The Nevada DMV and Auto Insurance Verification

| Auto insurance, Insurance education.

The State of Nevada, along with most other states, requires auto insurance be carried on every registered motor vehicle.  Known as compulsory auto insurance, this law (NRS 485) exists to ensure that motorists take financial responsibility for any damage or injury caused by their negligence behind-the-wheel.   Compulsory auto insurance laws benefit the public, much like workers compensation laws, by requiring that a minimum amout of coverage be provided to injured persons, or to repair damaged property.

Despite this law, Nevada still has a problem with uninsured motorists driving vehicles illegally on our streets.   In 2009, the IRC estimated 13% of all vehicles in Nevada were operating without insurance.   The good news?  That number has fallen from prior years, which have been over 17%, depending on who conducts the study.  Much of the credit for this decline can be attributed to our Department of Motor Vehicles, and the LIVE (Liability Insurance Verified Electronically) database system.

DMV’s LIVE program is an update to the old IVP system that required insurance companies send in policy data via computer tapes or diskettes.   Nowadays, all of your auto insurance policy information is transmitted electronically to the DMV and matched up to your registration.    The stated goal of LIVE is to keep uninsured motorists off the road by suspending the registration of vehicles that do not have an active auto insurance policy.

Keep in mind that LIVE is a computer system and things do occasionally go wrong.   If you have ever gotten a postcard from DMV that says your auto insurance is “unverified” and you know the policy is active, then something has gone wrong.    Occasionally we find the policy holder  name does not exactly match to the registration.   Or, the VIN on the policy might have an error that creates a mismatch.    Whatever the reason, the fix is usually simple and requires only a phone call to our office.

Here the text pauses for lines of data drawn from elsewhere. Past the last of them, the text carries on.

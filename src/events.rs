//! The events-source contract consumed by external I/O and timer code.
//!
//! The scheduler itself knows nothing about file descriptors, timers or any
//! other external completion source. Instead, each domain carries one
//! [`Events`] instance supplied at runtime construction. The contract is
//! deliberately narrow:
//!
//! - [`Events::select`] is called only when the owning domain is otherwise
//!   idle but still owns pending promises. It may block, and must return
//!   when [`Events::interrupt`] is called. Returned [`RunnableEntry`]
//!   values are pushed onto the owner domain's run queue.
//! - [`Events::interrupt`] is safe to call from any thread and must be
//!   idempotent between two consecutive `select` invocations. The events
//!   source consumes its own wakeup token inside `select`.
//!
//! An entry is built with [`Cx::task`](crate::ops::Cx::task) by binding a
//! closure to a syscall promise created with
//! [`Cx::make`](crate::ops::Cx::make). When the scheduler runs the entry it
//! executes the closure, then the promise's `on_resolve` finalizer, and
//! resolves the promise with the finalizer's value. Entries whose promise
//! has already left `Pending` (cancellation) are discarded unexecuted.

use crate::types::{DomainId, PromiseId};
use core::fmt;
use std::any::Any;

/// A runnable binding of a closure to a syscall promise.
///
/// Produced by [`Cx::task`](crate::ops::Cx::task); returned from
/// [`Events::select`] to tell the scheduler a suspended promise may resume.
pub struct RunnableEntry {
    pub(crate) promise: PromiseId,
    pub(crate) home: DomainId,
    pub(crate) work: Box<dyn FnOnce() + Send>,
}

impl RunnableEntry {
    /// Returns the id of the syscall promise this entry resolves.
    #[must_use]
    pub fn promise(&self) -> PromiseId {
        self.promise
    }
}

impl fmt::Debug for RunnableEntry {
    fn fmt(&self, f: &mut fmt::Formatter<'_>) -> fmt::Result {
        f.debug_struct("RunnableEntry")
            .field("promise", &self.promise)
            .field("home", &self.home)
            .finish_non_exhaustive()
    }
}

/// External events source, one instance per domain.
///
/// Supplied through [`Builder::events`](crate::runtime::Builder::events);
/// see the module documentation for the full contract.
pub trait Events: Send + Sync + 'static {
    /// Waits for external events and returns the entries that became
    /// runnable. Called only by the owning domain; may block; must return
    /// once [`Events::interrupt`] is called.
    fn select(&self) -> Vec<RunnableEntry>;

    /// Forces a blocked [`Events::select`] to return early. Callable from
    /// any thread.
    fn interrupt(&self);

    /// Downcast hook so consumers (such as the timer) can recover their
    /// concrete events source from a task context.
    fn as_any(&self) -> &dyn Any;
}

/// The default events source: no external events exist.
///
/// `select` returns no entries immediately and `interrupt` does nothing;
/// the runtime exits cleanly once all tasks finish.
#[derive(Debug, Default, Clone, Copy)]
pub struct NoopEvents;

impl Events for NoopEvents {
    fn select(&self) -> Vec<RunnableEntry> {
        Vec::new()
    }

    fn interrupt(&self) {}

    fn as_any(&self) -> &dyn Any {
        self
    }
}

#[cfg(test)]
mod tests {
    use super::*;

    #[test]
    fn noop_events_is_inert() {
        let events = NoopEvents;
        assert!(events.select().is_empty());
        events.interrupt();
        assert!(events.as_any().downcast_ref::<NoopEvents>().is_some());
    }
}
//! Media blocks: images and embedded players

use std::sync::Arc;

use crate::core::block::{escape, or, BlockKind};
use crate::core::fields::{join_parts, part, parts, BlockFields};
use crate::core::markup::{text_of, Element};
use crate::core::BlockRecord;

/// `url|title|caption`
pub struct ImageKind;

impl BlockKind for ImageKind {
    fn name(&self) -> &'static str {
        "image"
    }

    fn decode(&self, text: &str) -> BlockFields {
        let p = parts(text);
        BlockFields::Image {
            url: part(&p, 0),
            title: part(&p, 1),
            caption: part(&p, 2),
        }
    }

    fn encode(&self, fields: &BlockFields) -> Option<String> {
        match fields {
            BlockFields::Image { url, title, caption } => Some(join_parts(&[url, title, caption])),
            _ => None,
        }
    }

    fn render(&self, record: &BlockRecord) -> String {
        let p = parts(&record.text);
        let url = part(&p, 0);
        let title = part(&p, 1);
        let caption = part(&p, 2);

        let mut html = format!(
            "  <figure class=\"ef-image-block\">\n    <img src=\"{}\" alt=\"{}\" class=\"ef-image\">\n",
            escape(&url),
            escape(or(&title, "Image"))
        );
        if !caption.is_empty() {
            html.push_str(&format!(
                "    <figcaption class=\"ef-image-caption\">{}</figcaption>\n",
                escape(&caption)
            ));
        }
        html.push_str("  </figure>\n");
        html
    }

    fn import(&self, el: &Element) -> BlockRecord {
        let img = el.first_tag("img");
        let url = img.and_then(|i| i.attr("src")).unwrap_or("");
        let title = img.and_then(|i| i.attr("alt")).unwrap_or("");
        let caption = text_of(el.first_tag("figcaption"));
        self.record(join_parts(&[url, title, caption.as_str()]))
    }
}

/// `provider|url|caption`; provider is `youtube`, `vimeo` or `iframe`
pub struct EmbedKind;

impl BlockKind for EmbedKind {
    fn name(&self) -> &'static str {
        "embed"
    }

    fn decode(&self, text: &str) -> BlockFields {
        let p = parts(text);
        BlockFields::Embed {
            provider: part(&p, 0),
            url: part(&p, 1),
            caption: part(&p, 2),
        }
    }

    fn encode(&self, fields: &BlockFields) -> Option<String> {
        match fields {
            BlockFields::Embed { provider, url, caption } => {
                Some(join_parts(&[provider, url, caption]))
            }
            _ => None,
        }
    }

    fn render(&self, record: &BlockRecord) -> String {
        let p = parts(&record.text);
        let provider = part(&p, 0);
        let url = part(&p, 1);
        let caption = part(&p, 2);
        let src = embed_url(or(&provider, "youtube"), &url);

        let mut html = format!(
            "  <div class=\"ef-embed-block\" data-provider=\"{}\" data-url=\"{}\">\n    <div class=\"ef-embed-container\">\n      <iframe src=\"{}\" frameborder=\"0\" allowfullscreen></iframe>\n    </div>\n",
            escape(&provider),
            escape(&url),
            escape(&src)
        );
        if !caption.is_empty() {
            html.push_str(&format!(
                "    <div class=\"ef-embed-caption\">{}</div>\n",
                escape(&caption)
            ));
        }
        html.push_str("  </div>\n");
        html
    }

    fn import(&self, el: &Element) -> BlockRecord {
        let src = el
            .first_tag("iframe")
            .and_then(|iframe| iframe.attr("src"))
            .unwrap_or("");

        // Older exports carry only the player URL.
        let provider = match el.attr("data-provider") {
            Some(provider) => provider,
            None if src.contains("youtube.com") => "youtube",
            None if src.contains("vimeo.com") => "vimeo",
            None => "iframe",
        };
        let url = el.attr("data-url").unwrap_or(src);
        let caption = text_of(el.first_class("ef-embed-caption"));

        self.record(join_parts(&[provider, url, caption.as_str()]))
    }
}

/// Player URL for a share or watch URL.
pub fn embed_url(provider: &str, url: &str) -> String {
    match provider {
        "youtube" => match youtube_id(url) {
            Some(id) => format!("https://www.youtube.com/embed/{id}"),
            None => url.to_string(),
        },
        "vimeo" => {
            let id = url.rsplit('/').next().unwrap_or_default();
            format!("https://player.vimeo.com/video/{id}")
        }
        _ => url.to_string(),
    }
}

fn youtube_id(url: &str) -> Option<&str> {
    let id = if let Some((_, rest)) = url.split_once("youtube.com/watch?v=") {
        rest.split('&').next()
    } else if let Some((_, rest)) = url.split_once("youtu.be/") {
        rest.split('?').next()
    } else if let Some((_, rest)) = url.split_once("youtube.com/embed/") {
        rest.split('?').next()
    } else {
        None
    };
    id.filter(|id| !id.is_empty())
}

pub fn kinds() -> Vec<Arc<dyn BlockKind>> {
    vec![Arc::new(ImageKind), Arc::new(EmbedKind)]
}

pub fn detect(el: &Element) -> Option<&'static str> {
    if el.is("figure") && el.has_class("ef-image-block") {
        Some("image")
    } else if el.is("div") && el.has_class("ef-embed-block") {
        Some("embed")
    } else {
        None
    }
}

#[cfg(test)]
mod tests {
    use super::*;
    use crate::core::markup::Fragment;

    fn reimport(kind: &dyn BlockKind, record: &BlockRecord) -> BlockRecord {
        let fragment = Fragment::parse(&kind.render(record)).unwrap();
        let imported = kind.import(fragment.elements().next().unwrap());
        imported
    }

    #[test]
    fn test_embed_url_transforms() {
        assert_eq!(
            embed_url("youtube", "https://www.youtube.com/watch?v=jNQXAC9IVRw&t=4"),
            "https://www.youtube.com/embed/jNQXAC9IVRw"
        );
        assert_eq!(
            embed_url("youtube", "https://youtu.be/abc123?si=x"),
            "https://www.youtube.com/embed/abc123"
        );
        assert_eq!(
            embed_url("vimeo", "https://vimeo.com/76979871"),
            "https://player.vimeo.com/video/76979871"
        );
        assert_eq!(embed_url("iframe", "https://maps.example"), "https://maps.example");
        assert_eq!(embed_url("youtube", "https://example.com/v"), "https://example.com/v");
    }

    #[test]
    fn test_embed_keeps_original_url() {
        let record = EmbedKind.record(
            "youtube|https://www.youtube.com/watch?v=jNQXAC9IVRw|First video".into(),
        );
        let html = EmbedKind.render(&record);
        assert!(html.contains("https://www.youtube.com/embed/jNQXAC9IVRw"));
        assert_eq!(reimport(&EmbedKind, &record), record);
    }

    #[test]
    fn test_embed_sniffs_legacy_markup() {
        let fragment = Fragment::parse(
            r#"<div class="ef-embed-block"><iframe src="https://player.vimeo.com/video/1"></iframe></div>"#,
        )
        .unwrap();
        let record = EmbedKind.import(fragment.elements().next().unwrap());
        assert_eq!(record.text, "vimeo|https://player.vimeo.com/video/1|");
    }

    #[test]
    fn test_image_roundtrip_and_escaping() {
        let record = ImageKind.record("https://img.example/a.png?x=1&y=2|Alt \"quoted\"|A caption".into());
        let html = ImageKind.render(&record);
        assert!(html.contains("x=1&amp;y=2"));
        assert_eq!(reimport(&ImageKind, &record), record);
    }

    #[test]
    fn test_image_empty_title_imports_as_default() {
        let back = reimport(&ImageKind, &ImageKind.record("a.png||Cap".into()));
        assert_eq!(back.text, "a.png|Image|Cap");
    }

    #[test]
    fn test_image_without_caption() {
        let html = ImageKind.render(&ImageKind.record("a.png|Title|".into()));
        assert!(!html.contains("figcaption"));
    }
}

If you actually did have a lapse in auto insurance coverage, expect to pay a fine to reinstate your license plates.   The fines for a coverage gap changed in 2011 and are now much more severe.   For a first offense of less than 30 days lapse, the reinstatement fee is $250 per vehicle.   If the lapse is over 30 days a tiered fine is also charged, ranging from $250 to $1,000.  If the lapse is 2nd or 3rd offense,  the reinstatement fees and fines are much higher – up to $1750 per vehicle.  An SR-22 filing will be also be required if the lapse in coverage is over 91 days.